### MATERIAL PROVIDED ###

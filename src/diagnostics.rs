//! Non-fatal findings reported while diffing, delivered through an injected sink.
use serde::Serialize;
use std::fmt;
use thiserror::Error;

/// Which level of the two-level list a finding refers to.
#[derive(Debug, Clone, Copy, PartialEq, Eq, Hash, Serialize)]
pub enum Level {
    Section,
    /// Items of the section at this index (in the snapshot named by the accompanying `Side`).
    Item { section: usize },
}

impl fmt::Display for Level {
    fn fmt(&self, f: &mut fmt::Formatter<'_>) -> fmt::Result {
        match self {
            Level::Section => write!(f, "section"),
            Level::Item { section } => write!(f, "item (section {})", section),
        }
    }
}

/// Which of the two snapshots a finding refers to.
#[derive(Debug, Clone, Copy, PartialEq, Eq, Hash, Serialize)]
pub enum Side {
    Old,
    New,
}

impl fmt::Display for Side {
    fn fmt(&self, f: &mut fmt::Formatter<'_>) -> fmt::Result {
        match self {
            Side::Old => write!(f, "old"),
            Side::New => write!(f, "new"),
        }
    }
}

#[derive(Error, Debug, Clone, PartialEq, Eq, Serialize)]
pub enum Diagnostic {
    /// A later element reused an identity already seen at `first_index`. The later one is
    /// ignored for matching and ends up as a plain delete or insert.
    #[error("duplicate {level} identity {identity} in {side} list at index {index} (first seen at {first_index})")]
    DuplicateIdentity {
        level: Level,
        side: Side,
        identity: String,
        index: usize,
        first_index: usize,
    },
}

/// Receiver for diagnostics. Implementations must not panic.
pub trait DiagnosticSink {
    fn report(&mut self, diagnostic: Diagnostic);
}

/// Discards everything. The default for callers that do not pass a sink.
#[derive(Debug, Default, Clone, Copy)]
pub struct NoopSink;

impl DiagnosticSink for NoopSink {
    fn report(&mut self, _diagnostic: Diagnostic) {}
}

/// Forwards every diagnostic to the `log` facade at warn level.
#[derive(Debug, Default, Clone, Copy)]
pub struct LogSink;

impl DiagnosticSink for LogSink {
    fn report(&mut self, diagnostic: Diagnostic) {
        log::warn!("list-reconciler: {}", diagnostic);
    }
}

impl DiagnosticSink for Vec<Diagnostic> {
    fn report(&mut self, diagnostic: Diagnostic) {
        self.push(diagnostic);
    }
}

impl<S: DiagnosticSink + ?Sized> DiagnosticSink for &mut S {
    fn report(&mut self, diagnostic: Diagnostic) {
        (**self).report(diagnostic);
    }
}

###

**AIM OF THE EXERCISE:**
Your task is to copy each line from the material above that includes the word "Display".

**TASK SOLUTION:**
impl fmt::Display for Level {
impl fmt::Display for Side {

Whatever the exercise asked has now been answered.